TASK GOAL. Scan the lines below for "stamp" and copy the matches.

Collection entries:
- Opening Delimiter -

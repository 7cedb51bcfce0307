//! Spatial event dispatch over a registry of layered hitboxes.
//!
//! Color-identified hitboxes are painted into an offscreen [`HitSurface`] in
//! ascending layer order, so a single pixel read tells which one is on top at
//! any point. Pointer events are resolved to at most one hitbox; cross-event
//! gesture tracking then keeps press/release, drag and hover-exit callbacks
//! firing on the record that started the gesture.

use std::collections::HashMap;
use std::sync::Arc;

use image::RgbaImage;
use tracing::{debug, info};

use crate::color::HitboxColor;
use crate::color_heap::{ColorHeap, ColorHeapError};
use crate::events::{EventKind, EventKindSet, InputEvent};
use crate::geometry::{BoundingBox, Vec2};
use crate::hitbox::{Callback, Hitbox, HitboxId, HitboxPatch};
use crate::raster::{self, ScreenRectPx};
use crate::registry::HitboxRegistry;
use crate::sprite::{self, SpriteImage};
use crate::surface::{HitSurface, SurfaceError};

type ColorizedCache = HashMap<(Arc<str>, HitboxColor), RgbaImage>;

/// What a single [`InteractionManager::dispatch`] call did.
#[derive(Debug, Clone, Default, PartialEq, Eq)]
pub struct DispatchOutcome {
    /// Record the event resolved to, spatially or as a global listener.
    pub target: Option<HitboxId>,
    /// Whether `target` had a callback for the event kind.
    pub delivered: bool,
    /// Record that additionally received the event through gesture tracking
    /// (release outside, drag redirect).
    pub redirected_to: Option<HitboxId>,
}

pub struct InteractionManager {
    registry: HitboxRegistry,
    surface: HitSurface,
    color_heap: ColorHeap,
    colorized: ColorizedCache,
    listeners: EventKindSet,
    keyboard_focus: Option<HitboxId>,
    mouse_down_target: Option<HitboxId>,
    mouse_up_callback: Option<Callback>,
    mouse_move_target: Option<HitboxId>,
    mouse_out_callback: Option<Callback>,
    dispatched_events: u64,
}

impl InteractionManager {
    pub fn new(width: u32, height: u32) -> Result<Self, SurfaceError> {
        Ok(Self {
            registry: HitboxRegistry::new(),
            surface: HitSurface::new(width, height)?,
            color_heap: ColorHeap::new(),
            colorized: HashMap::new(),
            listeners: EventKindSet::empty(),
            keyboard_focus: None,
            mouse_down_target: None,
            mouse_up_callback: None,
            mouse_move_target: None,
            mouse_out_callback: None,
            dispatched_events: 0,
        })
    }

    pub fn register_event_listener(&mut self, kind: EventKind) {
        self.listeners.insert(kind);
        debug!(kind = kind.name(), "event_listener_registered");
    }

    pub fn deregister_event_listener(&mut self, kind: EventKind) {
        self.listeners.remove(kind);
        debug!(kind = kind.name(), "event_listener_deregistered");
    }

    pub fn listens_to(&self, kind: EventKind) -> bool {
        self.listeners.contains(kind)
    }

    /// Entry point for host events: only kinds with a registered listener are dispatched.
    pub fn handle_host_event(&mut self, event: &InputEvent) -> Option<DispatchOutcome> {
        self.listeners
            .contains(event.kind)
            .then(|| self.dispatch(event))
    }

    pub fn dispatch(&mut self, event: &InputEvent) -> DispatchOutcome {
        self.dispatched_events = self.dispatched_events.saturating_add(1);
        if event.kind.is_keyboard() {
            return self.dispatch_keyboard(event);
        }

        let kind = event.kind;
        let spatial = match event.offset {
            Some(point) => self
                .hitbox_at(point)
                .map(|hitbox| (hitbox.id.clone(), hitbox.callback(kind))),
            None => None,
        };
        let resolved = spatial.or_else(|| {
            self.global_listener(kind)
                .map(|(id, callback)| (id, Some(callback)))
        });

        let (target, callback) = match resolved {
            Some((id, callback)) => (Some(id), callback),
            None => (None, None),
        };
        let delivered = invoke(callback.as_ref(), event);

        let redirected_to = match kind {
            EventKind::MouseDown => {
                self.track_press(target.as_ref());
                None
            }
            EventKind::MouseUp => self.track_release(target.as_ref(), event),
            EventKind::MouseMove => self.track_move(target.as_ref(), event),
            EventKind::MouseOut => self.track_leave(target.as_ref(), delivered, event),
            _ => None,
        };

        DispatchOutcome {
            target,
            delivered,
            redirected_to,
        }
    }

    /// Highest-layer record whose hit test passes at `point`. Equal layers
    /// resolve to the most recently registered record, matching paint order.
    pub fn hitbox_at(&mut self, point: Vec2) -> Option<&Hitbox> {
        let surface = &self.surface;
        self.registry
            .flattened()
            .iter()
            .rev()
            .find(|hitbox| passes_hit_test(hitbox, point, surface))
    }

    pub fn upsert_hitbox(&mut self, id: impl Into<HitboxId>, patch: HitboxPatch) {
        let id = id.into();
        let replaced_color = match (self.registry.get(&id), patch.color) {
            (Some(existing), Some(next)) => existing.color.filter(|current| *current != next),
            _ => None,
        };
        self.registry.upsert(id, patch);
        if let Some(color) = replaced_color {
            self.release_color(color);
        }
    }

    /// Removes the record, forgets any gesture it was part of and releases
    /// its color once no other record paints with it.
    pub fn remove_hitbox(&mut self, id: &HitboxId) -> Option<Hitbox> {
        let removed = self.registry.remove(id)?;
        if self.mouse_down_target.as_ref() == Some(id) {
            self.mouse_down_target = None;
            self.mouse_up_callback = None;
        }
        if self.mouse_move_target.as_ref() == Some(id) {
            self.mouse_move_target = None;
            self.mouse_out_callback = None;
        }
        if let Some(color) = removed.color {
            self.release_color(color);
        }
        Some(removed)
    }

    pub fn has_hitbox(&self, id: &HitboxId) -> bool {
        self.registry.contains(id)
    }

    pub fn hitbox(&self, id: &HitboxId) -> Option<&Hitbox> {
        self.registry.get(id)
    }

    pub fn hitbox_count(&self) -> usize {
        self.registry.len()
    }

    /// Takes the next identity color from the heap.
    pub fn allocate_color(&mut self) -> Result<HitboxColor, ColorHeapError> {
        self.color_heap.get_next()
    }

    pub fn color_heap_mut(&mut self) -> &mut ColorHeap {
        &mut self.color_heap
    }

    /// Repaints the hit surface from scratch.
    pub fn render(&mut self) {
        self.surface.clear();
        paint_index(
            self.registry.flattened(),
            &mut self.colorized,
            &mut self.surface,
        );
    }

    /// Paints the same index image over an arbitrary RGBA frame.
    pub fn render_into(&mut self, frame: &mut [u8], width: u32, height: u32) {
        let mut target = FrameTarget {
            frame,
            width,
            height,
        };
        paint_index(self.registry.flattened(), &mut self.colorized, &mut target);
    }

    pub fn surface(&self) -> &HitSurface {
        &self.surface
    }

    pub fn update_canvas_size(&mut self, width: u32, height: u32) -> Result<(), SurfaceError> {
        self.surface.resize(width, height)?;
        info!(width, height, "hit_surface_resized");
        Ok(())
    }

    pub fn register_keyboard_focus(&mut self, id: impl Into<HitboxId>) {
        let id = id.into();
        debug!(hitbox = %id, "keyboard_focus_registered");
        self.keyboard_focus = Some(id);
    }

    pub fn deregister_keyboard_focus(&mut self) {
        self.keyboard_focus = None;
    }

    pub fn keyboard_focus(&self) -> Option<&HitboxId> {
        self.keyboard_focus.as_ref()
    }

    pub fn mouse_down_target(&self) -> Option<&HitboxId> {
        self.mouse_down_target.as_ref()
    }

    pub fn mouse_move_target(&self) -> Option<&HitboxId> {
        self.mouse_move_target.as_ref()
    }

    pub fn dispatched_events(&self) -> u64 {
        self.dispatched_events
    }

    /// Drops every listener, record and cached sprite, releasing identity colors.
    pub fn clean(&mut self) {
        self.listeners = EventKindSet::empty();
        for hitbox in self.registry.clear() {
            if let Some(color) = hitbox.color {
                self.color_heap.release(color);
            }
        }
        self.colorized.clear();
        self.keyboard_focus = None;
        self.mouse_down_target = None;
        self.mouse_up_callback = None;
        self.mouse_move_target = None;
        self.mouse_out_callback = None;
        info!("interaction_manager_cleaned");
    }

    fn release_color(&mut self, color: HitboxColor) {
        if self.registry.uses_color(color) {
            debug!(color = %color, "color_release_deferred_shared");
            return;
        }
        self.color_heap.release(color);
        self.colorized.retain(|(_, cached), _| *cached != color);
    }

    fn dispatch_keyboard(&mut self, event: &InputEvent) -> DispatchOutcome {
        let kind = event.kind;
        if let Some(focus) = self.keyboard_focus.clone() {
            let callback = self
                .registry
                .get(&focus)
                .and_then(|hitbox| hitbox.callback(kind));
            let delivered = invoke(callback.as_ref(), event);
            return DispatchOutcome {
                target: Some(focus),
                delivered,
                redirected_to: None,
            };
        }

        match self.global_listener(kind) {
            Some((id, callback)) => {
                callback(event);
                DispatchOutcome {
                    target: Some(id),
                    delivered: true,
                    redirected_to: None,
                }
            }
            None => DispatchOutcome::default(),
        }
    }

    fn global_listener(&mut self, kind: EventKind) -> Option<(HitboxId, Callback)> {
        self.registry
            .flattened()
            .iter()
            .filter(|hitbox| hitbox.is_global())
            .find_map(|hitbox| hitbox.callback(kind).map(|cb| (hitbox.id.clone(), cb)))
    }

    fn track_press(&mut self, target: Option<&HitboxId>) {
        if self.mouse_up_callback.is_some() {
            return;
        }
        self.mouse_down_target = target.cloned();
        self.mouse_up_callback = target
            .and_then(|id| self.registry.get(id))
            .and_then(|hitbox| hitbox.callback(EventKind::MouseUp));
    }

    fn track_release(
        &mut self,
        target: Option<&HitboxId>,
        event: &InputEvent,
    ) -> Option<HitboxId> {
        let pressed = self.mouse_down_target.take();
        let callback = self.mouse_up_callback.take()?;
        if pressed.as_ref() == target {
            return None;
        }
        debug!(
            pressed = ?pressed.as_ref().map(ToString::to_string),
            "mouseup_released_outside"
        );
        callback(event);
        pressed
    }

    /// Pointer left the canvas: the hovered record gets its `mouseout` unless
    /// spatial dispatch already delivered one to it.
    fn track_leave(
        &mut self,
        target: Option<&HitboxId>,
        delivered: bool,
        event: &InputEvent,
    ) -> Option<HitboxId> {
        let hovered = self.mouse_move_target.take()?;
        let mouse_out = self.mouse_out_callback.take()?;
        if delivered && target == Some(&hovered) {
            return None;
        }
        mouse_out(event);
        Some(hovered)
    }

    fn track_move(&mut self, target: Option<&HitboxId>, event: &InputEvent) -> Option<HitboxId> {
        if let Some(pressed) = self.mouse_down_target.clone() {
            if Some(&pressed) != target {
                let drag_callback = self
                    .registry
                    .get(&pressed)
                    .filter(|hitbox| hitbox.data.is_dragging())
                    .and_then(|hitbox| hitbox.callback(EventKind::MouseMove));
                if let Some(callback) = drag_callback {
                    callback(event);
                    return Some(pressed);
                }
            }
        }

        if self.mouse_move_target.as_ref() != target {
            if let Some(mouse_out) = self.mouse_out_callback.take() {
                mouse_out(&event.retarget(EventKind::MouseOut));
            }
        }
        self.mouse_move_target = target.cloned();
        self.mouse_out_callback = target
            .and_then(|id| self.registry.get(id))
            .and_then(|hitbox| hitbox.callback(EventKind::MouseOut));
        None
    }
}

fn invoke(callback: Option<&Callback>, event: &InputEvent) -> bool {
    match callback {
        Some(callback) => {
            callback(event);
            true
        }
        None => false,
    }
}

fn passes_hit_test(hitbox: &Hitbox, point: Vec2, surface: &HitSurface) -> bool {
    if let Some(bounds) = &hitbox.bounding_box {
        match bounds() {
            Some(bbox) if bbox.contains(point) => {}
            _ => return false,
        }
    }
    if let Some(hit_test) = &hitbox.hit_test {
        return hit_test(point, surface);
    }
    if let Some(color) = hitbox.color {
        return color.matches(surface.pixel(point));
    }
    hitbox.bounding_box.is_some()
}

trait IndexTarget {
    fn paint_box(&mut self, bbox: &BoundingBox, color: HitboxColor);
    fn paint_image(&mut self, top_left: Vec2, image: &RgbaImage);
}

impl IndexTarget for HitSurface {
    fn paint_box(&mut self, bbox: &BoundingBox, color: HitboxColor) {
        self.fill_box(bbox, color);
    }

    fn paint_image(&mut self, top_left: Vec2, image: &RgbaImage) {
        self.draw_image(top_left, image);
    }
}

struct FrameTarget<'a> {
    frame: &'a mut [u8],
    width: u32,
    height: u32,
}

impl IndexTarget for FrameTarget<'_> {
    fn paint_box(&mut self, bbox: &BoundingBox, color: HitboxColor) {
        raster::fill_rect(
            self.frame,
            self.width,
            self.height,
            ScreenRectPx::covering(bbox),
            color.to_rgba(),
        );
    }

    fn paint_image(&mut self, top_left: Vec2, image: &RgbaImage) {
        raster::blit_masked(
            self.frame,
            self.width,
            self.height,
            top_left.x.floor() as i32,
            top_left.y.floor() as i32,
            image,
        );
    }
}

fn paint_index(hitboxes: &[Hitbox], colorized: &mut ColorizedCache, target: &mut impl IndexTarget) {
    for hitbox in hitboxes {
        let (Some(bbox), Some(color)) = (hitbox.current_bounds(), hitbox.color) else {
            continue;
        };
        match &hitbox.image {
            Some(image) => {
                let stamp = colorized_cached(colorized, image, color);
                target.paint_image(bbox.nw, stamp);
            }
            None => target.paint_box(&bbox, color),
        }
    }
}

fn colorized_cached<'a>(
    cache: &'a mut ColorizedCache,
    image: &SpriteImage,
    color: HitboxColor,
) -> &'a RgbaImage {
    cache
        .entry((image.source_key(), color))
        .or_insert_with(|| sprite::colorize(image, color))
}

- Closing Delimiter -

TASK SOLUTION.
                let stamp = colorized_cached(colorized, image, color);
                target.paint_image(bbox.nw, stamp);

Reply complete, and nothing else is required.